→ **Task material**:
'''

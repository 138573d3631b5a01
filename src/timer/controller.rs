//! Timer controller for the Pomodoro focus timer.
//!
//! This module provides the core timing behavior:
//! - Start/pause toggling and reset
//! - Countdown driven by a cancellable 1-second ticker task
//! - Work/break mode switching when the countdown completes
//! - Quote selection whenever a work interval begins while running
//! - Event firing for audio cues and re-rendering

use anyhow::{Context, Result};
use tokio::sync::mpsc;
use tokio::task::JoinHandle;
use tokio::time::{interval, Duration, MissedTickBehavior};
use tracing::debug;

use super::quotes::QuoteSelector;
use crate::types::{DisplaySnapshot, SessionState, TimerConfig, TimerMode};

// ============================================================================
// TimerEvent
// ============================================================================

/// Timer events consumed by the presentation layer and the audio player.
///
/// `Started`, `Paused` and `Reset` correspond to user input and map to the
/// click cue; `IntervalEnded` maps to the end cue.
#[derive(Debug, Clone, PartialEq, Eq)]
pub enum TimerEvent {
    /// Countdown started or resumed
    Started {
        /// Mode of the interval that is now counting down
        mode: TimerMode,
        /// Quote selected for this work interval (None for break)
        quote: Option<String>,
    },
    /// Countdown paused
    Paused,
    /// Session reset to a fresh paused work interval
    Reset,
    /// One second elapsed
    Tick {
        /// Remaining seconds
        seconds_remaining: u32,
    },
    /// Countdown reached zero and the mode flipped
    IntervalEnded {
        /// Mode of the interval that just began
        new_mode: TimerMode,
        /// Quote selected for the new interval (None for break)
        quote: Option<String>,
    },
}

// ============================================================================
// TimerController
// ============================================================================

/// Owns the session state and drives all timer behavior.
///
/// All mutation happens through `start_or_pause`, `reset` and `tick`, which
/// the application calls from a single event-loop task, so state changes
/// are serialized in dispatch order. The controller owns at most one live
/// ticker task; spawning a new one always aborts the previous handle first.
pub struct TimerController {
    /// Current session state
    state: SessionState,
    /// Quote selection strategy
    quotes: Box<dyn QuoteSelector + Send>,
    /// Event sender channel
    event_tx: mpsc::UnboundedSender<TimerEvent>,
    /// Tick sender cloned into the ticker task
    tick_tx: mpsc::UnboundedSender<()>,
    /// Handle of the active ticker task, if any
    ticker: Option<JoinHandle<()>>,
}

impl TimerController {
    /// Creates a new controller with the given configuration, quote
    /// selector and channels.
    pub fn new(
        config: TimerConfig,
        quotes: Box<dyn QuoteSelector + Send>,
        event_tx: mpsc::UnboundedSender<TimerEvent>,
        tick_tx: mpsc::UnboundedSender<()>,
    ) -> Self {
        Self {
            state: SessionState::new(config),
            quotes,
            event_tx,
            tick_tx,
            ticker: None,
        }
    }

    /// Toggles between running and paused.
    ///
    /// Resuming a work interval selects a fresh quote every time, matching
    /// the re-roll-on-resume behavior of the original timer. Pausing stops
    /// the ticker task outright rather than leaving it running idle.
    pub fn start_or_pause(&mut self) -> Result<()> {
        if self.state.toggle_running() {
            if self.state.mode == TimerMode::Work {
                let quote = self.quotes.select();
                self.state.set_quote(quote);
            }
            self.spawn_ticker();

            self.event_tx
                .send(TimerEvent::Started {
                    mode: self.state.mode,
                    quote: self.state.current_quote.clone(),
                })
                .context("Failed to send started event")?;
        } else {
            self.stop_ticker();

            self.event_tx
                .send(TimerEvent::Paused)
                .context("Failed to send paused event")?;
        }

        Ok(())
    }

    /// Resets to a paused work interval at full duration with no quote.
    ///
    /// Always succeeds, regardless of the current state.
    pub fn reset(&mut self) -> Result<()> {
        self.stop_ticker();
        self.state.reset();

        self.event_tx
            .send(TimerEvent::Reset)
            .context("Failed to send reset event")?;

        Ok(())
    }

    /// Applies one second of elapsed time.
    ///
    /// Ignored while paused: a tick already queued when the ticker was
    /// cancelled must not decrement the counter. On completion the mode
    /// flip, duration refill and quote update all happen before the event
    /// is emitted, so no intermediate state is observable.
    pub fn tick(&mut self) -> Result<()> {
        if !self.state.is_running {
            debug!("Ignoring tick while paused");
            return Ok(());
        }

        if self.state.tick() {
            self.state.switch_mode();
            match self.state.mode {
                TimerMode::Work => {
                    let quote = self.quotes.select();
                    self.state.set_quote(quote);
                }
                TimerMode::Break => self.state.clear_quote(),
            }

            self.event_tx
                .send(TimerEvent::IntervalEnded {
                    new_mode: self.state.mode,
                    quote: self.state.current_quote.clone(),
                })
                .context("Failed to send interval ended event")?;
        } else {
            self.event_tx
                .send(TimerEvent::Tick {
                    seconds_remaining: self.state.seconds_remaining,
                })
                .context("Failed to send tick event")?;
        }

        Ok(())
    }

    /// Spawns the 1-second ticker task, cancelling any existing one first.
    fn spawn_ticker(&mut self) {
        self.stop_ticker();

        let tick_tx = self.tick_tx.clone();
        self.ticker = Some(tokio::spawn(async move {
            let mut ticker = interval(Duration::from_secs(1));
            ticker.set_missed_tick_behavior(MissedTickBehavior::Skip);
            // The first interval tick completes immediately; consume it so
            // the first decrement lands a full second after starting.
            ticker.tick().await;

            loop {
                ticker.tick().await;
                if tick_tx.send(()).is_err() {
                    break;
                }
            }
        }));

        debug!("Ticker task started");
    }

    /// Cancels the ticker task if one is active.
    fn stop_ticker(&mut self) {
        if let Some(handle) = self.ticker.take() {
            handle.abort();
            debug!("Ticker task cancelled");
        }
    }

    /// Returns true if a ticker task is currently active.
    pub fn has_ticker(&self) -> bool {
        self.ticker.is_some()
    }

    /// Returns a reference to the current session state.
    pub fn state(&self) -> &SessionState {
        &self.state
    }

    /// Returns a read-only snapshot for the presentation layer.
    pub fn snapshot(&self) -> DisplaySnapshot {
        self.state.snapshot()
    }

    /// Returns a mutable reference to the session state (for testing).
    #[cfg(any(test, feature = "test-utils"))]
    pub fn state_mut(&mut self) -> &mut SessionState {
        &mut self.state
    }
}

impl Drop for TimerController {
    fn drop(&mut self) {
        self.stop_ticker();
    }
}

// ============================================================================
// Tests
// ============================================================================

'''

→ **Task item**:
In the records above, find each line that mentions the word "tokio", and copy it.

→ **Answer to the problem**:
use tokio::sync::mpsc;
use tokio::task::JoinHandle;
use tokio::time::{interval, Duration, MissedTickBehavior};
        self.ticker = Some(tokio::spawn(async move {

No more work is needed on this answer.